Data provided START

use std::fmt;
use std::fs;
use std::path::{Path, PathBuf};

use once_cell::unsync::OnceCell;
use tracing::warn;

use crate::error::MuxResult;
use crate::tool::Metadata;

pub const IMAGE_EXTENSIONS: [&str; 5] = ["heic", "heif", "avif", "jpg", "jpeg"];
pub const VIDEO_EXTENSIONS: [&str; 2] = ["mp4", "mov"];

/// Carrier image family. Decides the trailer framing.
#[derive(Debug, Clone, Copy, PartialEq, Eq, Hash)]
pub enum ImageType {
    Heic,
    Jpg,
}

#[derive(Debug, Clone, Copy, PartialEq, Eq, Hash)]
pub enum VideoType {
    Mp4,
    QuickTime,
}

impl ImageType {
    pub fn from_extension(extension: &str) -> Self {
        match extension.to_ascii_lowercase().as_str() {
            "heic" | "heif" | "avif" => ImageType::Heic,
            "jpg" | "jpeg" => ImageType::Jpg,
            other => {
                warn!("Image extension .{} not supported. Treating as JPG", other);
                ImageType::Jpg
            }
        }
    }

    pub fn mime(self) -> &'static str {
        match self {
            ImageType::Heic => "image/heic",
            ImageType::Jpg => "image/jpeg",
        }
    }
}

impl VideoType {
    pub fn from_extension(extension: &str) -> Self {
        match extension.to_ascii_lowercase().as_str() {
            "mp4" => VideoType::Mp4,
            "mov" => VideoType::QuickTime,
            other => {
                warn!(
                    "Video extension .{} not supported. Treating as QuickTime MOV",
                    other
                );
                VideoType::QuickTime
            }
        }
    }

    pub fn mime(self) -> &'static str {
        match self {
            VideoType::Mp4 => "video/mp4",
            VideoType::QuickTime => "video/quicktime",
        }
    }
}

impl fmt::Display for ImageType {
    fn fmt(&self, f: &mut fmt::Formatter<'_>) -> fmt::Result {
        f.write_str(match self {
            ImageType::Heic => "heic",
            ImageType::Jpg => "jpg",
        })
    }
}

impl fmt::Display for VideoType {
    fn fmt(&self, f: &mut fmt::Formatter<'_>) -> fmt::Result {
        f.write_str(match self {
            VideoType::Mp4 => "mp4",
            VideoType::QuickTime => "qt",
        })
    }
}

/// Lower-cased extension without the dot, empty when there is none.
pub fn extension_of(path: &Path) -> String {
    path.extension()
        .and_then(|ext| ext.to_str())
        .map(|ext| ext.to_ascii_lowercase())
        .unwrap_or_default()
}

/// The extension to trust for `path`: the tool-reported one when it disagrees
/// with the file name.
pub fn effective_extension(path: &Path, metadata: Option<&Metadata>) -> String {
    let declared = extension_of(path);
    match metadata.and_then(Metadata::file_type_extension) {
        Some(detected) if detected != declared => {
            warn!(
                "File extension .{} doesn't match with metadata. Treating as .{}",
                declared, detected
            );
            detected
        }
        _ => declared,
    }
}

/// A file on disk with a resolved type. Bytes are read on first use.
#[derive(Debug)]
pub struct MediaAsset<K> {
    path: PathBuf,
    declared_extension: String,
    kind: K,
    bytes: OnceCell<Vec<u8>>,
}

pub type ImageAsset = MediaAsset<ImageType>;
pub type VideoAsset = MediaAsset<VideoType>;

impl<K: Copy> MediaAsset<K> {
    pub fn path(&self) -> &Path {
        &self.path
    }

    pub fn declared_extension(&self) -> &str {
        &self.declared_extension
    }

    pub fn kind(&self) -> K {
        self.kind
    }

    pub fn bytes(&self) -> MuxResult<&[u8]> {
        let bytes = self.bytes.get_or_try_init(|| fs::read(&self.path))?;
        Ok(bytes.as_slice())
    }

    /// Take the bytes out, reading them if they were never loaded.
    pub fn into_bytes(self) -> MuxResult<Vec<u8>> {
        match self.bytes.into_inner() {
            Some(bytes) => Ok(bytes),
            None => Ok(fs::read(&self.path)?),
        }
    }
}

impl ImageAsset {
    pub fn resolve(path: impl Into<PathBuf>, metadata: Option<&Metadata>) -> Self {
        let path = path.into();
        let kind = ImageType::from_extension(&effective_extension(&path, metadata));
        Self {
            declared_extension: extension_of(&path),
            path,
            kind,
            bytes: OnceCell::new(),
        }
    }

    pub fn mime(&self) -> &'static str {
        self.kind.mime()
    }
}

impl VideoAsset {
    pub fn resolve(path: impl Into<PathBuf>, metadata: Option<&Metadata>) -> Self {
        let path = path.into();
        let kind = VideoType::from_extension(&effective_extension(&path, metadata));
        Self {
            declared_extension: extension_of(&path),
            path,
            kind,
            bytes: OnceCell::new(),
        }
    }

    pub fn mime(&self) -> &'static str {
        self.kind.mime()
    }
}
use std::process::ExitCode;

use clap::Parser;
use tracing::{error, info, warn};

use motionmux::batch;
use motionmux::cli::{Args, Mode};
use motionmux::exiftool::ExifTool;
use motionmux::{MuxResult, Muxer};

fn main() -> ExitCode {
    let args = Args::parse();

    tracing_subscriber::fmt()
        .with_max_level(args.log_level())
        .with_target(false)
        .init();

    match run(&args) {
        Ok(true) => ExitCode::SUCCESS,
        Ok(false) => ExitCode::FAILURE,
        Err(e) => {
            error!("{}", e);
            ExitCode::FAILURE
        }
    }
}

fn run(args: &Args) -> MuxResult<bool> {
    let mode = args.mode()?;
    let tool = ExifTool::new(&args.exiftool);
    if !tool.available() {
        warn!(
            "{} could not be run, metadata queries will fail",
            tool.program().display()
        );
    }

    match mode {
        Mode::Single {
            image,
            video,
            options,
        } => {
            let mut muxer = Muxer::new(image, video, &tool, options)?;
            match muxer.mux() {
                Ok(report) => {
                    info!(
                        "Done: {} ({} bytes)",
                        report.output.display(),
                        report.bytes_written
                    );
                    Ok(true)
                }
                Err(e) => {
                    error!("Failed while {}: {}", muxer.stage(), e);
                    Ok(false)
                }
            }
        }
        Mode::Batch(options) => {
            let summary = batch::run(&options, || ExifTool::new(&args.exiftool))?;
            for (path, message) in &summary.failures {
                error!("{}: {}", path.display(), message);
            }
            Ok(summary.is_success())
        }
    }
}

Data provided END

Every line in the data above that contains the word "impl" should be copied.

Reply ->
impl ImageType {
impl VideoType {
impl fmt::Display for ImageType {
impl fmt::Display for VideoType {
impl<K: Copy> MediaAsset<K> {
impl ImageAsset {
    pub fn resolve(path: impl Into<PathBuf>, metadata: Option<&Metadata>) -> Self {
impl VideoAsset {
    pub fn resolve(path: impl Into<PathBuf>, metadata: Option<&Metadata>) -> Self {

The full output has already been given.